WHAT YOU WILL DO | In the entries below, find each line with the word "tracing" and pull it out.

-------

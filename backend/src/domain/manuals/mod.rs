//! Manual authoring service.
//!
//! [`ManualService`] implements the manual, step and image driving ports on
//! top of the repository ports. Ownership is checked before any mutation.
//! Positional step mutations read the manual's step set, run the ordering
//! engine, and commit against the revision they read; a stale revision is
//! retried a bounded number of times before surfacing as a conflict.

mod image_ops;
mod manual_ops;
mod step_ops;

#[cfg(test)]
mod tests;

use std::collections::HashMap;
use std::future::Future;
use std::sync::Arc;

use mockable::Clock;
use serde_json::json;
use tracing::{debug, warn};

use crate::domain::ports::{
    ImageRepository, ImageRepositoryError, ImageStorage, ManualRepository, ManualRepositoryError,
    StepRepository, StepRepositoryError,
};
use crate::domain::{
    ContentPolicy, Error, Image, Manual, ManualId, OrderingError, Step, StepId, UserId,
};

/// Attempts made for one positional mutation before reporting a conflict.
pub const MAX_ATTEMPTS: u32 = 3;

/// Domain service for manuals, their steps and step images.
#[derive(Clone)]
pub struct ManualService<M, S, I, B> {
    manuals: Arc<M>,
    steps: Arc<S>,
    images: Arc<I>,
    storage: Arc<B>,
    clock: Arc<dyn Clock>,
    policy: ContentPolicy,
}

impl<M, S, I, B> ManualService<M, S, I, B> {
    /// Create a service over the given adapters.
    pub fn new(
        manuals: Arc<M>,
        steps: Arc<S>,
        images: Arc<I>,
        storage: Arc<B>,
        clock: Arc<dyn Clock>,
    ) -> Self {
        Self {
            manuals,
            steps,
            images,
            storage,
            clock,
            policy: ContentPolicy::default(),
        }
    }

    /// Replace the default content limits.
    #[must_use]
    pub fn with_policy(mut self, policy: ContentPolicy) -> Self {
        self.policy = policy;
        self
    }

    pub fn policy(&self) -> &ContentPolicy {
        &self.policy
    }
}

impl<M, S, I, B> ManualService<M, S, I, B>
where
    M: ManualRepository,
    S: StepRepository,
    I: ImageRepository,
    B: ImageStorage,
{
    async fn find_manual(&self, id: ManualId) -> Result<Manual, Error> {
        self.manuals
            .find_by_id(id)
            .await
            .map_err(map_manual_error)?
            .ok_or_else(|| manual_not_found(id))
    }

    /// Load a manual the actor owns.
    async fn owned_manual(&self, actor: UserId, id: ManualId) -> Result<Manual, Error> {
        let manual = self.find_manual(id).await?;
        if !manual.is_owned_by(&actor) {
            return Err(Error::forbidden("only the owner may modify this manual"));
        }
        Ok(manual)
    }

    /// Load a manual the viewer may read.
    async fn readable_manual(&self, viewer: Option<UserId>, id: ManualId) -> Result<Manual, Error> {
        let manual = self.find_manual(id).await?;
        if !manual.is_readable_by(viewer.as_ref()) {
            return Err(Error::forbidden("this manual is private"));
        }
        Ok(manual)
    }

    async fn find_step(&self, id: StepId) -> Result<Step, Error> {
        self.steps
            .find_step(id)
            .await
            .map_err(map_step_error)?
            .ok_or_else(|| Error::not_found(format!("step {id} not found")))
    }

    /// Attach each step's images, keeping step order.
    async fn expand_images(&self, steps: Vec<Step>) -> Result<Vec<Step>, Error> {
        if steps.is_empty() {
            return Ok(steps);
        }
        let ids: Vec<StepId> = steps.iter().map(|step| step.id).collect();
        let mut by_step: HashMap<StepId, Vec<Image>> = HashMap::new();
        for image in self
            .images
            .list_for_steps(&ids)
            .await
            .map_err(map_image_error)?
        {
            by_step.entry(image.step_id).or_default().push(image);
        }
        Ok(steps
            .into_iter()
            .map(|step| {
                let images = by_step.remove(&step.id).unwrap_or_default();
                step.with_images(images)
            })
            .collect())
    }

    /// Remove stored files after their metadata is gone. Failures are
    /// logged and never fail the request.
    async fn remove_files(&self, images: &[Image]) {
        for image in images {
            if let Err(err) = self.storage.remove(&image.file_path).await {
                warn!(
                    image_id = %image.id,
                    path = %image.file_path,
                    error = %err,
                    "failed to remove stored image file",
                );
            }
        }
    }
}

/// Outcome of one optimistic attempt.
enum AttemptError {
    /// The step set changed since it was read.
    Stale { expected: u64, actual: u64 },
    Failed(Error),
}

impl From<Error> for AttemptError {
    fn from(value: Error) -> Self {
        Self::Failed(value)
    }
}

impl From<StepRepositoryError> for AttemptError {
    fn from(value: StepRepositoryError) -> Self {
        match value {
            StepRepositoryError::RevisionMismatch { expected, actual } => {
                Self::Stale { expected, actual }
            }
            other => Self::Failed(map_step_error(other)),
        }
    }
}

impl From<OrderingError<StepId>> for AttemptError {
    fn from(value: OrderingError<StepId>) -> Self {
        Self::Failed(map_ordering_error(value))
    }
}

/// Run `attempt` until it commits, fails for a non-concurrency reason, or
/// exhausts [`MAX_ATTEMPTS`].
async fn retry_on_stale<T, F, Fut>(manual_id: ManualId, mut attempt: F) -> Result<T, Error>
where
    F: FnMut() -> Fut,
    Fut: Future<Output = Result<T, AttemptError>>,
{
    let mut last = (0, 0);
    for round in 1..=MAX_ATTEMPTS {
        match attempt().await {
            Ok(value) => return Ok(value),
            Err(AttemptError::Failed(error)) => return Err(error),
            Err(AttemptError::Stale { expected, actual }) => {
                debug!(
                    manual_id = %manual_id,
                    round,
                    expected,
                    actual,
                    "step set changed concurrently; retrying",
                );
                last = (expected, actual);
            }
        }
    }
    Err(
        Error::conflict("the manual's steps were changed concurrently; please retry").with_details(
            json!({
                "code": "revision_mismatch",
                "attempts": MAX_ATTEMPTS,
                "expectedRevision": last.0,
                "actualRevision": last.1,
            }),
        ),
    )
}

fn manual_not_found(id: ManualId) -> Error {
    Error::not_found(format!("manual {id} not found"))
}

fn map_manual_error(error: ManualRepositoryError) -> Error {
    match error {
        ManualRepositoryError::Connection { message } => {
            Error::service_unavailable(format!("manual repository unavailable: {message}"))
        }
        ManualRepositoryError::Query { message } => {
            Error::internal(format!("manual repository error: {message}"))
        }
        ManualRepositoryError::NotFound { id } => Error::not_found(format!("manual {id} not found")),
    }
}

fn map_step_error(error: StepRepositoryError) -> Error {
    match error {
        StepRepositoryError::Connection { message } => {
            Error::service_unavailable(format!("step repository unavailable: {message}"))
        }
        StepRepositoryError::Query { message } => {
            Error::internal(format!("step repository error: {message}"))
        }
        StepRepositoryError::RevisionMismatch { expected, actual } => {
            Error::conflict("the manual's steps were changed concurrently; please retry")
                .with_details(json!({
                    "code": "revision_mismatch",
                    "expectedRevision": expected,
                    "actualRevision": actual,
                }))
        }
        StepRepositoryError::NotFound { message } => Error::not_found(message),
    }
}

fn map_image_error(error: ImageRepositoryError) -> Error {
    match error {
        ImageRepositoryError::Connection { message } => {
            Error::service_unavailable(format!("image repository unavailable: {message}"))
        }
        ImageRepositoryError::Query { message } => {
            Error::internal(format!("image repository error: {message}"))
        }
        ImageRepositoryError::NotFound { message } => Error::not_found(message),
    }
}

fn map_ordering_error(error: OrderingError<StepId>) -> Error {
    match error {
        OrderingError::OutOfRange { requested, max } => Error::out_of_range(format!(
            "position {requested} is outside the valid range 1..={max}"
        ))
        .with_details(json!({ "requested": requested, "min": 1, "max": max })),
        OrderingError::NotFound { id } => Error::not_found(format!("step {id} not found")),
        OrderingError::Conflict { reason } => Error::conflict(reason),
    }
}
//! Domain ports and supporting types for the hexagonal boundary.
//!
//! Driven ports (`*Repository`, [`ImageStorage`]) are implemented by
//! outbound adapters. Driving ports (`*Command`, `*Query`,
//! [`LoginService`]) are implemented by domain services and called by the
//! HTTP adapter.

mod macros;
pub(crate) use macros::define_port_error;

mod image_command;
mod image_repository;
mod image_storage;
mod login_service;
mod manual_command;
mod manual_query;
mod manual_repository;
mod step_command;
mod step_repository;
mod user_account_command;
mod user_profile_query;
mod user_repository;

pub use image_command::ImageCommand;
#[cfg(test)]
pub use image_command::MockImageCommand;
#[cfg(test)]
pub use image_repository::MockImageRepository;
pub use image_repository::{ImageRepository, ImageRepositoryError};
#[cfg(test)]
pub use image_storage::MockImageStorage;
pub use image_storage::{FixtureImageStorage, ImageStorage, ImageStorageError};
pub use login_service::LoginService;
#[cfg(test)]
pub use login_service::MockLoginService;
pub use manual_command::ManualCommand;
#[cfg(test)]
pub use manual_command::MockManualCommand;
pub use manual_query::ManualQuery;
#[cfg(test)]
pub use manual_query::MockManualQuery;
#[cfg(test)]
pub use manual_repository::MockManualRepository;
pub use manual_repository::{ManualRepository, ManualRepositoryError, NewManual};
#[cfg(test)]
pub use step_command::MockStepCommand;
pub use step_command::StepCommand;
#[cfg(test)]
pub use step_repository::MockStepRepository;
pub use step_repository::{NewStep, StepRepository, StepRepositoryError, StepSet};
#[cfg(test)]
pub use user_account_command::MockUserAccountCommand;
pub use user_account_command::UserAccountCommand;
#[cfg(test)]
pub use user_profile_query::MockUserProfileQuery;
pub use user_profile_query::UserProfileQuery;
#[cfg(test)]
pub use user_repository::MockUserRepository;
pub use user_repository::{UserRepository, UserRepositoryError};
//! `ImageStorage` backed by a capability-scoped upload directory.
//!
//! All access goes through a `cap_std::fs::Dir` opened once at start-up, so
//! stored paths are resolved strictly beneath the upload root. Paths that
//! are absolute or climb with `..` are refused before the filesystem is
//! touched.

use std::io;
use std::path::{Component, Path, PathBuf};
use std::sync::Arc;

use async_trait::async_trait;
use cap_std::{ambient_authority, fs::Dir};
use tracing::debug;

use crate::domain::ports::{ImageStorage, ImageStorageError};

/// Upload root holding image files referenced by `Image::file_path`.
#[derive(Clone)]
pub struct UploadDirectory {
    root: Arc<Dir>,
}

impl UploadDirectory {
    /// Open (creating when missing) the directory at `path`.
    ///
    /// # Errors
    /// Returns the underlying I/O error when the directory cannot be
    /// created or opened.
    pub fn open(path: impl AsRef<Path>) -> io::Result<Self> {
        let path = path.as_ref();
        Dir::create_ambient_dir_all(path, ambient_authority())?;
        let root = Dir::open_ambient_dir(path, ambient_authority())?;
        Ok(Self {
            root: Arc::new(root),
        })
    }
}

/// Reduce `file_path` to a relative path made only of normal components.
fn contained(file_path: &str) -> Result<PathBuf, ImageStorageError> {
    let mut relative = PathBuf::new();
    for component in Path::new(file_path).components() {
        match component {
            Component::Normal(part) => relative.push(part),
            Component::CurDir => {}
            Component::ParentDir | Component::RootDir | Component::Prefix(_) => {
                return Err(ImageStorageError::invalid_path(file_path));
            }
        }
    }
    if relative.as_os_str().is_empty() {
        return Err(ImageStorageError::invalid_path(file_path));
    }
    Ok(relative)
}

#[async_trait]
impl ImageStorage for UploadDirectory {
    async fn remove(&self, file_path: &str) -> Result<(), ImageStorageError> {
        let relative = contained(file_path)?;
        let root = Arc::clone(&self.root);
        let outcome = tokio::task::spawn_blocking(move || root.remove_file(&relative))
            .await
            .map_err(|err| ImageStorageError::io(format!("removal task: {err}")))?;
        match outcome {
            Ok(()) => Ok(()),
            Err(error) if error.kind() == io::ErrorKind::NotFound => {
                debug!(file_path, "stored image already absent");
                Ok(())
            }
            Err(error) => Err(ImageStorageError::io(error.to_string())),
        }
    }
}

-------

TASK RESPONSE |
use tracing::{debug, warn};
use tracing::debug;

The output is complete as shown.